Among the records, which lines include "Copy"? List them.

- Opening Delimiter -

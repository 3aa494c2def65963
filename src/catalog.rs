//! Static node library shown in the sidebar and the add-node popover.

use crate::types::NodeType;

/// Library grouping of node templates.
#[derive(Debug, Clone, Copy, PartialEq, Eq, Hash)]
pub enum Category {
    /// Video inputs
    Source,
    /// Inference stages
    AiModel,
    /// Routing and filtering
    Logic,
    /// Sinks
    Output,
}

impl Category {
    /// Categories in display order.
    pub const ALL: [Category; 4] = [
        Category::Source,
        Category::AiModel,
        Category::Logic,
        Category::Output,
    ];

    /// Heading text.
    pub fn label(self) -> &'static str {
        match self {
            Category::Source => "Source",
            Category::AiModel => "AI Model",
            Category::Logic => "Logic",
            Category::Output => "Output",
        }
    }
}

/// A draggable node template.
#[derive(Debug, Clone, Copy, PartialEq, Eq)]
pub struct LibraryEntry {
    /// Type of node created from this entry
    pub node_type: NodeType,
    /// Display name
    pub label: &'static str,
    /// Short list of example implementations
    pub description: &'static str,
    /// Group it is listed under
    pub category: Category,
}

/// Every library entry, in display order.
pub const CATALOG: [LibraryEntry; 7] = [
    LibraryEntry {
        node_type: NodeType::Input,
        label: "Video Source",
        description: "Camera, RTSP, File",
        category: Category::Source,
    },
    LibraryEntry {
        node_type: NodeType::Detection,
        label: "Object Detection",
        description: "YOLO, SSD, FasterRCNN",
        category: Category::AiModel,
    },
    LibraryEntry {
        node_type: NodeType::Tracking,
        label: "Object Tracking",
        description: "ByteTrack, DeepSort",
        category: Category::AiModel,
    },
    LibraryEntry {
        node_type: NodeType::Pose,
        label: "Pose Estimation",
        description: "MoveNet, PoseNet",
        category: Category::AiModel,
    },
    LibraryEntry {
        node_type: NodeType::Classifier,
        label: "Classification",
        description: "ResNet, MobileNet",
        category: Category::AiModel,
    },
    LibraryEntry {
        node_type: NodeType::Logic,
        label: "Logic Gate",
        description: "Filter, Switch, Merge",
        category: Category::Logic,
    },
    LibraryEntry {
        node_type: NodeType::Output,
        label: "Output Sink",
        description: "DB, API, File",
        category: Category::Output,
    },
];

/// Entries whose label contains `term`, ignoring case. An empty term matches everything.
pub fn search(term: &str) -> Vec<&'static LibraryEntry> {
    let needle = term.trim().to_lowercase();
    CATALOG
        .iter()
        .filter(|e| e.label.to_lowercase().contains(&needle))
        .collect()
}

/// Groups entries by category, in category order, dropping empty groups.
pub fn grouped(
    entries: &[&'static LibraryEntry],
) -> Vec<(Category, Vec<&'static LibraryEntry>)> {
    Category::ALL
        .into_iter()
        .filter_map(|cat| {
            let items: Vec<_> = entries.iter().copied().filter(|e| e.category == cat).collect();
            (!items.is_empty()).then_some((cat, items))
        })
        .collect()
}

#[cfg(test)]
mod tests {
    use super::*;

    #[test]
    fn test_every_node_type_is_listed_once() {
        for t in NodeType::ALL {
            assert_eq!(CATALOG.iter().filter(|e| e.node_type == t).count(), 1);
        }
    }

    #[test]
    fn test_search_is_case_insensitive() {
        let hits = search("OBJECT");
        let types: Vec<NodeType> = hits.iter().map(|e| e.node_type).collect();
        assert_eq!(types, [NodeType::Detection, NodeType::Tracking]);

        assert_eq!(search("").len(), CATALOG.len());
        assert!(search("lidar").is_empty());
    }

    #[test]
    fn test_grouping_keeps_category_order_and_drops_empty() {
        let groups = grouped(&search("s"));
        let cats: Vec<Category> = groups.iter().map(|(c, _)| *c).collect();
        assert_eq!(cats, [Category::Source, Category::AiModel, Category::Output]);
        let ai: Vec<NodeType> = groups[1].1.iter().map(|e| e.node_type).collect();
        assert_eq!(ai, [NodeType::Pose, NodeType::Classifier]);

        let only_pose = grouped(&search("pose"));
        assert_eq!(only_pose.len(), 1);
        assert_eq!(only_pose[0].0, Category::AiModel);
        assert_eq!(only_pose[0].1[0].node_type, NodeType::Pose);
    }
}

- Closing Delimiter -

= RESPONSE TO THE EXERCISE =
#[derive(Debug, Clone, Copy, PartialEq, Eq, Hash)]
#[derive(Debug, Clone, Copy, PartialEq, Eq)]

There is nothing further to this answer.